> **The task**
Read the lines below. Copy out any that hold the string "self".

Collected data:
###

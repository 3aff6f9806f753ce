use serde::{Deserialize, Serialize};

use crate::model::entry::ChargingLogEntry;
use crate::time::YearMonth;

#[derive(Serialize, Deserialize, Debug, Clone, PartialEq)]
pub struct UserSummary {
    pub name: String,
    pub total_hours: f64,
    /// 0..=100, exactly 0 when nothing was logged in the window.
    pub percentage: f64,
    pub session_count: usize,
}

#[derive(Serialize, Deserialize, Debug, Clone, PartialEq, Default)]
pub struct UsageSummary {
    pub per_user: Vec<UserSummary>,
    pub grand_total: f64,
}

impl UsageSummary {
    pub fn user(&self, name: &str) -> Option<&UserSummary> {
        self.per_user.iter().find(|u| u.name == name)
    }
}

/// What the report covers, which also drives the export filename.
#[derive(Serialize, Deserialize, Debug, Clone, Copy, PartialEq)]
pub enum ReportPeriod {
    /// No explicit filter: the implicit current-month view.
    CurrentMonth(YearMonth),
    Month(YearMonth),
    Custom,
}

#[derive(Serialize, Deserialize, Debug, Clone, PartialEq)]
pub struct ReportView {
    pub period: ReportPeriod,
    pub entries: Vec<ChargingLogEntry>,
    pub summary: UsageSummary,
}

#[derive(Serialize, Deserialize, Debug, Clone, PartialEq, Default)]
pub struct LogbookOverview {
    pub user_count: usize,
    pub session_count: usize,
    pub total_hours: f64,
}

###

> **Solution to the problem**
    pub fn user(&self, name: &str) -> Option<&UserSummary> {
        self.per_user.iter().find(|u| u.name == name)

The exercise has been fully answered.